To assert that hudud are rarely enforced, or fearing them is “lunacy,” as do Sadiq Reza and other Islamic law professors, is sheer absurdity. But readers of Silenced will not learn here that the horrors the book describes represent unadulterated use of classical hudud and sharia laws, as always practiced.
 
Three Muslim essayists
 
 
Abdurahman Wahid (Gus Dur).
 
In order “to show that such temporal punishments are not required by Islam,” the authors deliberately avoid discussing the history of apostasy and blasphemy laws and “systematic treatment in Islamic jurisprudence and theology” (p. 287). They leave that topic to “three noted Muslim scholars” whose essays they include. The Nahdlatul Ulama (NU) party provided the forward by the late Indonesian president, reputed Muslim reformer Abdurahman Wahid (1940-2009). Wahid misleadingly casts the “original” meaning of apostasy (as named in the index), and its required punishment---death---as only
 
“the legacy of historical circumstances and political calculations stretching back to...early ...Islam, when apostasy generally coincided with desertion from the caliph's army and/or rejection of his authority and thus constituted treason.... [E]mbedding (i.e. codification) of [its] harsh punishments...into Islamic law [is] a...byproduct of these circumstances, framed [by] human calculations and expediency, [not] the eternal dictate of Islam sharia on the issue....
 
“The...development and use of the term sharia to refer to Islamic law often lead those unfamiliar with [it] to conflate man-made law with its revelatory inspiration, and...to elevate to Divine [status] products of human understanding, ... necessarily conditioned by space and time.
 
Wahid further attempts to distinguish sharia and its purported embodiment of “perennial values” from Islamic law. He says the latter resulted from “itjihad (interpretation),” depends on circumstance (al hukm yadur ma'a al'illah wujudan wa 'adaman) and must be “continuously reviewed” to adapt and prevent Islamic law from obsolescence, rigidity and failing to connect with contemporary Muslim lives and sharia's own “perennial values.” He thus claims that Islam's greatest fiqh (jurisprudence) scholars, were “deeply grounded in tassawuf,” Islamic mysticism, and balanced “the letter of the law with the spirit” of accommodation to differing culture and practice across the Maghreb, Sahara, sub-Saharan Sahel region, southern Africa, Persia, Asia, the East Indies and the former Roman empire.
 
Reformer or not, Wahid headed an Islamic party, co-founded in 1926 Java by his grandfathers, both members of its sharia council, which purveyed strict Islamic law, according to Dr.

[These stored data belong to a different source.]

use sea_orm_migration::prelude::*;

#[derive(DeriveMigrationName)]
pub struct Migration;

#[async_trait::async_trait]
impl MigrationTrait for Migration {
    async fn up(&self, manager: &SchemaManager) -> Result<(), DbErr> {
        // 创建用户表
        manager
            .create_table(
                Table::create()
                    .table(Users::Table)
                    .if_not_exists()
                    .col(
                        ColumnDef::new(Users::Id)
                            .big_integer()
                            .not_null()
                            .auto_increment()
                            .primary_key(),
                    )
                    .col(
                        ColumnDef::new(Users::Username)
                            .string()
                            .not_null()
                            .unique_key(),
                    )
                    .col(ColumnDef::new(Users::PasswordHash).string().not_null())
                    .col(ColumnDef::new(Users::Role).string().not_null())
                    .col(ColumnDef::new(Users::Status).string().not_null())
                    .col(ColumnDef::new(Users::RelatedId).big_integer().null())
                    .col(ColumnDef::new(Users::LastLogin).big_integer().null())
                    .col(ColumnDef::new(Users::CreatedAt).big_integer().not_null())
                    .col(ColumnDef::new(Users::UpdatedAt).big_integer().not_null())
                    .to_owned(),
            )
            .await?;

        // 创建班级表
        manager
            .create_table(
                Table::create()
                    .table(Classes::Table)
                    .if_not_exists()
                    .col(
                        ColumnDef::new(Classes::Id)
                            .big_integer()
                            .not_null()
                            .auto_increment()
                            .primary_key(),
                    )
                    .col(
                        ColumnDef::new(Classes::ClassName)
                            .string()
                            .not_null()
                            .unique_key(),
                    )
                    .col(ColumnDef::new(Classes::Grade).string().not_null())
                    .col(ColumnDef::new(Classes::Major).string().not_null())
                    .col(ColumnDef::new(Classes::Department).string().null())
                    .col(ColumnDef::new(Classes::CreatedAt).big_integer().not_null())
                    .col(ColumnDef::new(Classes::UpdatedAt).big_integer().not_null())
                    .to_owned(),
            )
            .await?;

        // 创建教师表
        manager
            .create_table(
                Table::create()
                    .table(Teachers::Table)
                    .if_not_exists()
                    .col(
                        ColumnDef::new(Teachers::Id)
                            .big_integer()
                            .not_null()
                            .auto_increment()
                            .primary_key(),
                    )
                    .col(
                        ColumnDef::new(Teachers::TeacherNo)
                            .string()
                            .not_null()
                            .unique_key(),
                    )
                    .col(ColumnDef::new(Teachers::Name).string().not_null())
                    .col(ColumnDef::new(Teachers::Gender).string().null())
                    .col(ColumnDef::new(Teachers::Phone).string().null())
                    .col(ColumnDef::new(Teachers::Email).string().null())
                    .col(ColumnDef::new(Teachers::Department).string().null())
                    .col(ColumnDef::new(Teachers::Title).string().null())
                    .col(ColumnDef::new(Teachers::CreatedAt).big_integer().not_null())
                    .col(ColumnDef::new(Teachers::UpdatedAt).big_integer().not_null())
                    .to_owned(),
            )
            .await?;

        // 创建学生表
        manager
            .create_table(
                Table::create()
                    .table(Students::Table)
                    .if_not_exists()
                    .col(
                        ColumnDef::new(Students::Id)
                            .big_integer()
                            .not_null()
                            .auto_increment()
                            .primary_key(),
                    )
                    .col(
                        ColumnDef::new(Students::StudentNo)
                            .string()
                            .not_null()
                            .unique_key(),
                    )
                    .col(ColumnDef::new(Students::Name).string().not_null())
                    .col(ColumnDef::new(Students::Gender).string().null())
                    .col(ColumnDef::new(Students::BirthDate).string().null())
                    .col(ColumnDef::new(Students::Phone).string().null())
                    .col(ColumnDef::new(Students::Email).string().null())
                    .col(ColumnDef::new(Students::Address).string().null())
                    .col(ColumnDef::new(Students::ClassId).big_integer().null())
                    .col(ColumnDef::new(Students::EnrollmentDate).string().null())
                    .col(ColumnDef::new(Students::Status).string().not_null())
                    .col(ColumnDef::new(Students::CreatedAt).big_integer().not_null())
                    .col(ColumnDef::new(Students::UpdatedAt).big_integer().not_null())
                    .foreign_key(
                        ForeignKey::create()
                            .from(Students::Table, Students::ClassId)
                            .to(Classes::Table, Classes::Id)
                            .on_delete(ForeignKeyAction::SetNull),
                    )
                    .to_owned(),
            )
            .await?;

        // 创建课程表
        manager
            .create_table(
                Table::create()
                    .table(Courses::Table)
                    .if_not_exists()
                    .col(
                        ColumnDef::new(Courses::Id)
                            .big_integer()
                            .not_null()
                            .auto_increment()
                            .primary_key(),
                    )
                    .col(
                        ColumnDef::new(Courses::CourseNo)
                            .string()
                            .not_null()
                            .unique_key(),
                    )
                    .col(ColumnDef::new(Courses::CourseName).string().not_null())
                    .col(ColumnDef::new(Courses::Credit).double().null())
                    .col(ColumnDef::new(Courses::Hours).integer().null())
                    .col(ColumnDef::new(Courses::TeacherId).big_integer().null())
                    .col(ColumnDef::new(Courses::Semester).string().null())
                    .col(ColumnDef::new(Courses::CourseType).string().not_null())
                    .col(ColumnDef::new(Courses::CreatedAt).big_integer().not_null())
                    .col(ColumnDef::new(Courses::UpdatedAt).big_integer().not_null())
                    .foreign_key(
                        ForeignKey::create()
                            .from(Courses::Table, Courses::TeacherId)
                            .to(Teachers::Table, Teachers::Id)
                            .on_delete(ForeignKeyAction::SetNull),
                    )
                    .to_owned(),
            )
            .await?;

        // 创建成绩表
        manager
            .create_table(
                Table::create()
                    .table(Scores::Table)
                    .if_not_exists()
                    .col(
                        ColumnDef::new(Scores::Id)
                            .big_integer()
                            .not_null()
                            .auto_increment()
                            .primary_key(),
                    )
                    .col(ColumnDef::new(Scores::StudentId).big_integer().not_null())
                    .col(ColumnDef::new(Scores::CourseId).big_integer().not_null())
                    .col(ColumnDef::new(Scores::Score).double().null())
                    .col(ColumnDef::new(Scores::ExamType).string().not_null())
                    .col(ColumnDef::new(Scores::ExamDate).string().null())
                    .col(ColumnDef::new(Scores::RecorderId).big_integer().null())
                    .col(ColumnDef::new(Scores::CreatedAt).big_integer().not_null())
                    .col(ColumnDef::new(Scores::UpdatedAt).big_integer().not_null())
                    .foreign_key(
                        ForeignKey::create()
                            .from(Scores::Table, Scores::StudentId)
                            .to(Students::Table, Students::Id)
                            .on_delete(ForeignKeyAction::Cascade),
                    )
                    .foreign_key(
                        ForeignKey::create()
                            .from(Scores::Table, Scores::CourseId)
                            .to(Courses::Table, Courses::Id)
                            .on_delete(ForeignKeyAction::Restrict),
                    )
                    .to_owned(),
            )
            .await?;

        // 创建索引
        // 成绩三元组唯一索引：并发会话下的唯一性由它兜底，服务层检查只是友好预检
        manager
            .create_index(
                Index::create()
                    .if_not_exists()
                    .name("uq_scores_student_course_exam_type")
                    .table(Scores::Table)
                    .col(Scores::StudentId)
                    .col(Scores::CourseId)
                    .col(Scores::ExamType)
                    .unique()
                    .to_owned(),
            )
            .await?;

        manager
            .create_index(
                Index::create()
                    .if_not_exists()
                    .name("idx_scores_student_id")
                    .table(Scores::Table)
                    .col(Scores::StudentId)
                    .to_owned(),
            )
            .await?;

        manager
            .create_index(
                Index::create()
                    .if_not_exists()
                    .name("idx_scores_course_id")
                    .table(Scores::Table)
                    .col(Scores::CourseId)
                    .to_owned(),
            )
            .await?;

        manager
            .create_index(
                Index::create()
                    .if_not_exists()
                    .name("idx_students_class_id")
                    .table(Students::Table)
                    .col(Students::ClassId)
                    .to_owned(),
            )
            .await?;

        manager
            .create_index(
                Index::create()
                    .if_not_exists()
                    .name("idx_courses_teacher_id")
                    .table(Courses::Table)
                    .col(Courses::TeacherId)
                    .to_owned(),
            )
            .await?;

        manager
            .create_index(
                Index::create()
                    .if_not_exists()
                    .name("idx_users_role")
                    .table(Users::Table)
                    .col(Users::Role)
                    .to_owned(),
            )
            .await?;

        Ok(())
    }

    async fn down(&self, manager: &SchemaManager) -> Result<(), DbErr> {
        // 按照创建的相反顺序删除
        manager
            .drop_table(Table::drop().table(Scores::Table).to_owned())
            .await?;
        manager
            .drop_table(Table::drop().table(Courses::Table).to_owned())
            .await?;
        manager
            .drop_table(Table::drop().table(Students::Table).to_owned())
            .await?;
        manager
            .drop_table(Table::drop().table(Teachers::Table).to_owned())
            .await?;
        manager
            .drop_table(Table::drop().table(Classes::Table).to_owned())
            .await?;
        manager
            .drop_table(Table::drop().table(Users::Table).to_owned())
            .await?;
        Ok(())
    }
}

#[derive(DeriveIden)]
enum Users {
    #[sea_orm(iden = "users")]
    Table,
    Id,
    Username,
    PasswordHash,
    Role,
    Status,
    RelatedId,
    LastLogin,
    CreatedAt,
    UpdatedAt,
}

#[derive(DeriveIden)]
enum Classes {
    #[sea_orm(iden = "classes")]
    Table,
    Id,
    ClassName,
    Grade,
    Major,
    Department,
    CreatedAt,
    UpdatedAt,
}

#[derive(DeriveIden)]
enum Teachers {
    #[sea_orm(iden = "teachers")]
    Table,
    Id,
    TeacherNo,
    Name,
    Gender,
    Phone,
    Email,
    Department,
    Title,
    CreatedAt,
    UpdatedAt,
}

#[derive(DeriveIden)]
enum Students {
    #[sea_orm(iden = "students")]
    Table,
    Id,
    StudentNo,
    Name,
    Gender,
    BirthDate,
    Phone,
    Email,
    Address,
    ClassId,
    EnrollmentDate,
    Status,
    CreatedAt,
    UpdatedAt,
}

#[derive(DeriveIden)]
enum Courses {
    #[sea_orm(iden = "courses")]
    Table,
    Id,
    CourseNo,
    CourseName,
    Credit,
    Hours,
    TeacherId,
    Semester,
    CourseType,
    CreatedAt,
    UpdatedAt,
}

#[derive(DeriveIden)]
enum Scores {
    #[sea_orm(iden = "scores")]
    Table,
    Id,
    StudentId,
    CourseId,
    Score,
    ExamType,
    ExamDate,
    RecorderId,
    CreatedAt,
    UpdatedAt,
}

Andrew Bostom. It required that members follow one of four Sunni schools of (Islamic) law---of “Muhammad bin Idris As-Shafi, Imam Malik bin Anas, Imam Abu Hanifa or Imam Ahmad bin Hanbal---and to do everything beneficial to Islam.” Al-Shafi'i (d. 820) himself interpreted Koran 2:217 “to mean that the death penalty should be prescribed for apostates,” the scholar Ibn Warraq explains in Leaving Islam. [1]
 
Moreover, all Sunni sharia schools had closed the “gates of itjihad,” freedom to interpret, 500 years ago. Lately, a few conservative Sunnis favor its reinstatement. Yet the Shi'a kept “benefits of ijtihad” alive, and witnessed no modern reforms, notes analyst and retired U.S. Army officer W. Patrick Lang. Iran maintains draconian sharia-based laws. Its current-day effects are detailed in chapter three.
 
Unsuccessful reformists
 
Ultimately, Wahid failed to improve Indonesia's political landscape. Educated at Islamic schools, he joined NU at his grandfathers' behest and took over in 1984, planning a secular “religious movement” to give social progress to all. He opposed Islamic supremacism. Muslims reacted violently. In 1998, as Suharto stoked anti-Chinese riots, Wahid sought calm to no avail. Hardline Muslims burned Chinese homes and shops, raped hundreds and killed at least 1,000---just as they had 100,000 ethnic Chinese in the mid-1960s. Wahid opposed East Timor's secession, although before its 2002 independence, he apologized for Indonesia's 1978 occupation and atrocities. Yet jihadis continued to attack Javanese and Maluku Christians (often with military aid), raided dozens of villages, forced thousands to convert and killed at least 5,000. Genocide has raised Indonesia's Muslim population to nearly 90% of its total.
 
The late Muslim reformer Nasr Hamid Abu-Zayd (1943-2010) wrote “Renewing Quranic Studies in the Contemporary World.” Although director of the International Institute of Quranic Studies (IIQS), he was declared an apostate by Egypt's Court of Cassation (its highest). He fled. His marriage was forcibly dissolved. He viewed Koran from an “objective historical perspective,” asked how it “was transmitted, propagated, codified, and ultimately canonized,” and sought “interpretive diversity.” He condemned blasphemy and apostasy laws projecting Koran as “eternal and uncreated,” and opposing modern concepts and life principles of freedom, justice, “human rights and dignity of man....”
 
Indeed, apostasy and blasphemy laws embedded in 1400 years of Islamic jurisprudence prohibit such thoughts. In Sept. 1978, the fatwa council at Cairo's al-Azhar University, the closest Muslim equivalent to the Vatican, issued an official ruling on the case of an Egyptian emigre and convert to Christianity:
 
...This man has committed apostasy; he must be given a chance to repent and if he does not then he must be killed according to Shariah.
 
“As far as his children are concerned, as long as they are children they are considered Muslim, but after they reach the age of puberty, then if they remain with Islam they are Muslim, but if they leave Islam and they do not repent they must be killed and Allah knows best.”[2]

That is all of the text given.